Exercise goal - Give every line of the records exactly, please, from the first up to and including the one containing "use crate::identity::ObjectId;".

Given data -
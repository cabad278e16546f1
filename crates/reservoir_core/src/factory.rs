//! # Object Factories
//!
//! The creation seam of a pool. A pool never constructs or tears down an
//! instance itself; it asks its factory.

use crate::identity::ObjectId;
use crate::object::PoolObject;

/// Creates and destroys instances on behalf of a pool.
pub trait ObjectFactory {
    /// The pooled instance type.
    type Object: PoolObject;

    /// Builds a new instance, or `None` if nothing can be built right now.
    fn create_object(&mut self) -> Option<Self::Object>;

    /// Called after the pool has subscribed to the new instance and fired its
    /// creation hook.
    fn on_object_created(&mut self, _id: ObjectId, _object: &mut Self::Object) {}

    /// Tears down an instance the pool has permanently removed.
    fn destroy_object(&mut self, object: Self::Object) {
        drop(object);
    }
}

/// Creates instances by cloning a reference object.
#[derive(Clone, Debug)]
pub struct CloneFactory<T> {
    template: T,
}

impl<T> CloneFactory<T> {
    /// Creates a factory around `template`.
    #[must_use]
    pub const fn new(template: T) -> Self {
        Self { template }
    }

    /// Returns the reference object.
    #[must_use]
    pub const fn template(&self) -> &T {
        &self.template
    }
}

impl<T: PoolObject + Clone> ObjectFactory for CloneFactory<T> {
    type Object = T;

    fn create_object(&mut self) -> Option<T> {
        Some(self.template.clone())
    }
}

/// Creates instances from a closure.
pub struct FnFactory<F> {
    create: F,
}

impl<F> FnFactory<F> {
    /// Wraps `create`.
    #[must_use]
    pub const fn new(create: F) -> Self {
        Self { create }
    }
}

impl<T, F> ObjectFactory for FnFactory<F>
where
    T: PoolObject,
    F: FnMut() -> Option<T>,
{
    type Object = T;

    fn create_object(&mut self) -> Option<T> {
        (self.create)()
    }
}
#[cfg(test)]
mod tests {
    use std::cell::RefCell;

    use super::*;
    use crate::mock::{MockPrefab, MockRuntime};
    use crate::scene::runtime_handle;

    fn registry() -> PoolRegistry<MockRuntime> {
        PoolRegistry::new(runtime_handle(MockRuntime::default()), RegistryConfig::default())
    }

    #[test]
    fn test_create_pool_is_idempotent() {
        let mut registry = registry();
        let prefab = MockPrefab::new(1, "Spark");
        assert!(registry.create_pool(&prefab, &PoolConfig::default()));
        assert!(!registry.create_pool(&prefab, &PoolConfig::bounded(3, 3, Default::default())));
        assert_eq!(registry.pool_count(), 1);
        assert_eq!(registry.pool(prefab.key()).unwrap().count(), 0);
    }

    #[test]
    fn test_create_pool_rejects_invalid_config() {
        let mut registry = registry();
        let prefab = MockPrefab::new(1, "Spark");
        let oversized = PoolConfig::bounded(5, 2, Default::default());

        assert!(!registry.create_pool(&prefab, &oversized));
        assert!(!registry.contains_pool(prefab.key()));
        assert_eq!(registry.runtime().borrow().instantiated(), 0);
    }

    #[test]
    fn test_operations_create_pools_lazily() {
        let mut registry = registry();
        let prefab = MockPrefab::new(9, "Shell");
        assert!(!registry.contains_pool(prefab.key()));

        let id = registry.recycle(&prefab).unwrap();
        assert!(registry.contains_pool(prefab.key()));
        assert!(registry.get(id).is_some());
    }

    #[test]
    fn test_by_key_without_pool() {
        let mut registry = registry();
        let key = PrefabKey(404);
        assert!(registry.recycle_by_key(key).is_none());
        assert!(registry.add_by_key(key).is_none());
        assert!(registry.dispatch_by_key(key).is_none());
        assert!(!registry.contains_pool(key));
    }

    #[test]
    fn test_completion_never_runs_synchronously() {
        let mut registry = registry();
        let prefab = MockPrefab::new(1, "Spark");
        let seen = Rc::new(RefCell::new(Vec::new()));

        let sink = Rc::clone(&seen);
        registry.request_recycle_then(&prefab, move |_, id| sink.borrow_mut().push(id));

        assert!(seen.borrow().is_empty());
        assert_eq!(registry.pending_requests(), 1);

        let report = registry.drain();
        assert_eq!(report.recycled, 1);
        assert_eq!(seen.borrow().len(), 1);
        assert!(seen.borrow()[0].is_some());
        assert_eq!(registry.pending_requests(), 0);
    }

    #[test]
    fn test_remove_pool_fails_pending_requests() {
        let mut registry = registry();
        let prefab = MockPrefab::new(1, "Spark");
        let result = Rc::new(RefCell::new(None));

        let sink = Rc::clone(&result);
        registry.request_add_then(&prefab, move |_, id| *sink.borrow_mut() = Some(id));
        assert!(registry.remove_pool(prefab.key()));

        let report = registry.drain();
        assert_eq!(report.failed, 1);
        assert_eq!(*result.borrow(), Some(None));
    }
}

Final answer -
repository cabad278e16546f1
filename crates/reservoir_core/src/factory.rs
//! # Object Factories
//!
//! The creation seam of a pool. A pool never constructs or tears down an
//! instance itself; it asks its factory.

use crate::identity::ObjectId;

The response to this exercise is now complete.